The book — titled “Out of the Desert”— includes watercolors and essays describing life in Poston. One page shows photographs of some of the high school students; their classes are credited as chapters of the “American Junior Red Cross.”
The binding of the scrapbook is hand-stitched and the wood-pulp pages are yellowed and disintegrating, however, the poignancy of the art and words expressed by the students survives, clearly documenting an important piece of United States history. A dedication at the beginning reads:
“To Our Fellow-Americans: Deep from out of this lonely desert’s vastness we, the Japanese-American youth, innocent of wrong, firm in our Hope and our Faith, cherishing forever the ideals of our Native Land, striving to build in the wilderness, struggling to build our destiny, extend to you………our Fellowship.”
The Poston internment camp, officially called the Colorado River Relocation Camp, was constructed through the War Relocation Authority (WRA), a U.S. government agency established to accomplish the forced relocation and detention of Japanese Americans during World War II. The site on the Colorado Indian Reservation was selected by the WRA even though the tribal council was opposed to locating the internment camp on reservation land, declaring they did not want to support the injustice of the camps. They were overruled by the Office of Indian Affairs and the U.S. Army.

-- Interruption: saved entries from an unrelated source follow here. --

use regex::Regex;

/// One named regex substitution. Passes keep their rules in ordered slices
/// so the order of application is visible in one place.
#[derive(Debug)]
pub struct RewriteRule {
    pub name: &'static str,
    regex: Regex,
    replacement: &'static str,
}

impl RewriteRule {
    pub fn new(name: &'static str, pattern: &str, replacement: &'static str) -> Self {
        let regex = Regex::new(pattern)
            .unwrap_or_else(|error| panic!("rewrite rule `{name}` does not compile: {error}"));
        Self {
            name,
            regex,
            replacement,
        }
    }

    pub fn regex(&self) -> &Regex {
        &self.regex
    }

    pub fn is_match(&self, text: &str) -> bool {
        self.regex.is_match(text)
    }

    pub fn apply(&self, text: &str) -> String {
        self.regex.replace_all(text, self.replacement).into_owned()
    }
}

pub fn apply_rules(rules: &[RewriteRule], text: &str) -> String {
    let mut current = text.to_string();
    for rule in rules {
        let next = rule.apply(&current);
        if next != current {
            tracing::trace!(rule = rule.name, "rewrite rule applied");
            current = next;
        }
    }
    current
}

/// Re-run the whole rule list until the text stops changing. Only for rules
/// that move content strictly in one direction.
pub fn apply_rules_until_stable(rules: &[RewriteRule], text: &str) -> String {
    let mut current = apply_rules(rules, text);
    loop {
        let next = apply_rules(rules, &current);
        if next == current {
            return current;
        }
        current = next;
    }
}

#[cfg(test)]
mod tests {
    use super::*;

    #[test]
    fn rules_apply_in_order() {
        let rules = [
            RewriteRule::new("double", "a", "aa"),
            RewriteRule::new("mark", "aa", "b"),
        ];
        assert_eq!(apply_rules(&rules, "a-a"), "b-b");
    }

    #[test]
    fn apply_rules_until_stable_converges() {
        let rules = [RewriteRule::new("bubble", "x([.,])", "${1}x")];
        assert_eq!(apply_rules(&rules, "xx."), "x.x");
        assert_eq!(apply_rules_until_stable(&rules, "xx."), ".xx");
    }
}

The WRA was created by Executive Order 9066 and signed by president Roosevelt on March 18, 1942 in response to the Japanese bombing of Pearl Harbor. Between 110,000 and 120,000 Japanese Americans were forced into ten internment camps (officially referred to as “relocation centers”) across the United States.
At 71,000 acres, the Poston camp was the largest of all the camps in the United States. The peak population of the camp was 17,814, making Poston the third-largest city in Arizona at the time. Most of the inmates were California residents who were forced out of their homes, leaving belongings and livelihoods behind. The scrapbook uses the term “evacuees” instead of inmates, although it was clear that the “evacuees” became inmates once they arrived at Poston. Poston was built on the Colorado Indian Reservation in Parker Valley, approximately 15 miles south of Parker and three miles east of the Colorado River, bordering California. It was named after Charles A. Poston, an early pioneer settler in southwest Arizona.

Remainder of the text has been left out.